[Stored data entries]
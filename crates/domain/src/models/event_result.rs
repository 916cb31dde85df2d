//! Event result (podium) domain model.

use chrono::{DateTime, Utc};
use serde::{Deserialize, Serialize};
use uuid::Uuid;
use validator::Validate;

/// A placing at an event. Unique per (event, position).
#[derive(Debug, Clone, Serialize, Deserialize)]
#[serde(rename_all = "camelCase")]
pub struct EventResult {
    pub id: Uuid,
    pub event_id: Uuid,
    pub position: i16,
    pub winner_name: String,
    pub external_id: Option<String>,
    pub team_name: Option<String>,
    pub prize: Option<String>,
    pub created_at: DateTime<Utc>,
}

#[derive(Debug, Clone, Deserialize, Validate)]
#[serde(rename_all = "camelCase")]
pub struct CreateEventResultRequest {
    pub event_id: Uuid,

    #[validate(range(min = 1, max = 100, message = "Position must be between 1 and 100"))]
    pub position: i16,

    #[validate(length(min = 1, max = 200, message = "Winner name must be 1-200 characters"))]
    pub winner_name: String,

    pub external_id: Option<String>,

    #[validate(length(max = 200, message = "Team name must be at most 200 characters"))]
    pub team_name: Option<String>,

    #[validate(length(max = 200, message = "Prize must be at most 200 characters"))]
    pub prize: Option<String>,
}
//! Database entity definitions.
//!
//! Entities are direct mappings to database rows.

pub mod allow_list;
pub mod attendance;
pub mod event;
pub mod event_result;
pub mod notification;
pub mod program;
pub mod rating;
pub mod registration;
pub mod report;
pub mod user;

pub use allow_list::AllowListEntryEntity;
pub use attendance::AttendanceEntity;
pub use event::EventEntity;
pub use event_result::EventResultEntity;
pub use notification::NotificationEntity;
pub use program::ProgramEntity;
pub use rating::RatingEntity;
pub use registration::RegistrationEntity;
pub use report::ReportEntity;
pub use user::UserEntity;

## BRIEF:
Repeat the data exactly as it was given above.

## RESULT OF THE TASK:
filename crates/domain/src/models/event_result.rs
repository 916cb31dde85df2d
//! Event result (podium) domain model.

use chrono::{DateTime, Utc};
use serde::{Deserialize, Serialize};
use uuid::Uuid;
use validator::Validate;

/// A placing at an event. Unique per (event, position).
#[derive(Debug, Clone, Serialize, Deserialize)]
#[serde(rename_all = "camelCase")]
pub struct EventResult {
    pub id: Uuid,
    pub event_id: Uuid,
    pub position: i16,
    pub winner_name: String,
    pub external_id: Option<String>,
    pub team_name: Option<String>,
    pub prize: Option<String>,
    pub created_at: DateTime<Utc>,
}

#[derive(Debug, Clone, Deserialize, Validate)]
#[serde(rename_all = "camelCase")]
pub struct CreateEventResultRequest {
    pub event_id: Uuid,

    #[validate(range(min = 1, max = 100, message = "Position must be between 1 and 100"))]
    pub position: i16,

    #[validate(length(min = 1, max = 200, message = "Winner name must be 1-200 characters"))]
    pub winner_name: String,

    pub external_id: Option<String>,

    #[validate(length(max = 200, message = "Team name must be at most 200 characters"))]
    pub team_name: Option<String>,

    #[validate(length(max = 200, message = "Prize must be at most 200 characters"))]
    pub prize: Option<String>,
}
//! Database entity definitions.
//!
//! Entities are direct mappings to database rows.

pub mod allow_list;
pub mod attendance;
pub mod event;
pub mod event_result;
pub mod notification;
pub mod program;
pub mod rating;
pub mod registration;
pub mod report;
pub mod user;

pub use allow_list::AllowListEntryEntity;
pub use attendance::AttendanceEntity;
pub use event::EventEntity;
pub use event_result::EventResultEntity;
pub use notification::NotificationEntity;
pub use program::ProgramEntity;
pub use rating::RatingEntity;
pub use registration::RegistrationEntity;
pub use report::ReportEntity;
pub use user::UserEntity;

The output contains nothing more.